Between my older boys there were a slew of gashes that needed stitches and broken bones that needed setting. I was in charge of triage, trying to figure out how serious each injury was, a job for which my degree in English literature did not prepare me. At one point, the nurses in the orthopedist’s office knew my name and I was concerned they might call social services on me. Luckily, most of my sons’ injuries happened when they were not with me; most were sports related. I told the doctors that I should get a punch card where the cast for the tenth break was free.
My favorite role probably has been that of teacher. I am proud that I taught my sons how to read and was even more excited than they were when they sounded out their first words. I taught them their first notes on the piano (always starting with middle C), how to tie their sneakers, poetry, and a million other things I’m not sure they remember. But I do.
When my sons became teenagers, my role felt as it had morphed into being a warden and disciplinarian-in-chief. All of a sudden, instead of it being me and them it sometimes felt like me against them. This may have been the hardest stage of all because I didn’t enjoy enforcing rules—I suppose most people don’t. After all, who wants to be checking on homework and grades and meting out punishment for broken curfews and other infringements? Parents of teens will most certainly understand the grueling and often unrewarding nature of that stage.

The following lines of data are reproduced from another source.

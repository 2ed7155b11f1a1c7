// SPDX-FileCopyrightText: 2026 Corvus Contributors
// SPDX-License-Identifier: MIT OR Apache-2.0

//! Bus-error to HTTP-status mapping and the error response body.

use std::collections::HashMap;

use axum::http::StatusCode;
use axum::response::{IntoResponse, Response};
use axum::Json;
use serde::Serialize;
use validator::ValidationErrors;

use corvus_core::CorvusError;

/// User-visible error body: category code, human message, and optional
/// per-field validation tags.
#[derive(Debug, Serialize)]
pub struct ErrorBody {
    pub error: String,
    pub message: String,
    #[serde(skip_serializing_if = "Option::is_none")]
    pub details: Option<HashMap<String, String>>,
}

/// Maps a platform error onto an HTTP status.
pub fn status_for(err: &CorvusError) -> StatusCode {
    match err {
        CorvusError::InvalidCredentials
        | CorvusError::InvalidToken
        | CorvusError::ExpiredToken
        | CorvusError::Unauthorized
        | CorvusError::UserNotActive => StatusCode::UNAUTHORIZED,

        CorvusError::UserNotFound
        | CorvusError::TokenNotFound
        | CorvusError::RegistrationNotFound => StatusCode::NOT_FOUND,

        CorvusError::UsernameExists
        | CorvusError::EmailExists
        | CorvusError::InvalidEmail
        | CorvusError::InvalidPassword
        | CorvusError::Serialization(_) => StatusCode::BAD_REQUEST,

        CorvusError::Timeout { .. } => StatusCode::GATEWAY_TIMEOUT,
        CorvusError::NoResponders { .. } => StatusCode::BAD_GATEWAY,

        _ => StatusCode::INTERNAL_SERVER_ERROR,
    }
}

/// Renders a platform error as its JSON response.
pub fn error_response(err: &CorvusError) -> Response {
    let status = status_for(err);
    (
        status,
        Json(ErrorBody {
            error: err.code().to_string(),
            message: err.to_string(),
            details: None,
        }),
    )
        .into_response()
}

/// Renders validation failures as a 400 with per-field tag names.
pub fn validation_response(errors: &ValidationErrors) -> Response {
    let details: HashMap<String, String> = errors
        .field_errors()
        .iter()
        .map(|(field, errs)| {
            let tag = errs
                .first()
                .map(|e| e.code.to_string())
                .unwrap_or_else(|| "invalid".to_string());
            (field.to_string(), tag)
        })
        .collect();

    (
        StatusCode::BAD_REQUEST,
        Json(ErrorBody {
            error: "validation_failed".to_string(),
            message: "request validation failed".to_string(),
            details: Some(details),
        }),
    )
        .into_response()
}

Resident Uber driver, playmate, nurse, tutor, cheerleader; these are only a few of the other hats I wore over the many years I parented.
As my two older sons have gone off to college and graduated, gotten jobs and left the nest, I have found my role shifting once again. This phase is less hands on and more advisory; I am mostly called upon to listen to woes, lend moral support and occasionally offer an opinion. I’ve also entered a phase where, in addition to being my sons’ mom, I get to be their friend and can enjoy them in a way that I was not able to when they were younger. When we are together, we talk about their jobs, politics, life, whatever. And it’s really nice. When they were younger, and we were at odds, I honestly couldn’t envision the relationships we have now. For those of you still in the trenches, hang in there.

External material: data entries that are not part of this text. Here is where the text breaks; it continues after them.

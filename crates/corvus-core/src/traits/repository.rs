// SPDX-FileCopyrightText: 2026 Corvus Contributors
// SPDX-License-Identifier: MIT OR Apache-2.0

//! Thin repository interfaces consumed by the auth service.
//!
//! Repositories return domain errors verbatim (`user_not_found`,
//! `registration_not_found`, ...); services add context but preserve the
//! underlying kind.

use async_trait::async_trait;
use uuid::Uuid;

use crate::error::CorvusError;
use crate::types::{RegistrationRequest, RegistrationStatus, User};

/// Data access for platform users.
#[async_trait]
pub trait UserRepository: Send + Sync {
    async fn create(&self, user: &User) -> Result<(), CorvusError>;

    async fn get_by_id(&self, id: Uuid) -> Result<User, CorvusError>;

    async fn get_by_email(&self, email: &str) -> Result<User, CorvusError>;

    async fn exists_by_email(&self, email: &str) -> Result<bool, CorvusError>;

    async fn exists_by_username(&self, username: &str) -> Result<bool, CorvusError>;

    async fn update_password(&self, id: Uuid, password_hash: &str) -> Result<(), CorvusError>;
}

/// Data access for registration requests.
#[async_trait]
pub trait RegistrationRepository: Send + Sync {
    async fn create(&self, request: &RegistrationRequest) -> Result<(), CorvusError>;

    async fn get_by_id(&self, id: Uuid) -> Result<RegistrationRequest, CorvusError>;

    /// Flips a pending request into a terminal state.
    ///
    /// Returns `registration_not_pending` when the request has already
    /// left the pending state, so double-delivered approvals fail fast.
    async fn update_status(
        &self,
        id: Uuid,
        status: RegistrationStatus,
        approved_by: Option<Uuid>,
    ) -> Result<(), CorvusError>;

    async fn exists_pending_by_email(&self, email: &str) -> Result<bool, CorvusError>;

    async fn exists_pending_by_username(&self, username: &str) -> Result<bool, CorvusError>;
}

I won’t sugarcoat how hard it is to imagine all three of their bedrooms clean and empty and the house eerily quiet. After all, wasn’t it just a moment ago when they were little, making messes and noise? I am comforted by the thought that although my role has changed, two things remain constant; that I will always be needed in some capacity and how much I will always love my children.
This Mother’s Day, whether you’re peering at your baby’s first sonogram, opening homemade cards in bed with your little kids, joining your big kids for brunch, or even if you can’t physically be with your children, I hope you have a wonderful day. Because all of us who have nurtured, protected, disciplined and loved, have earned it.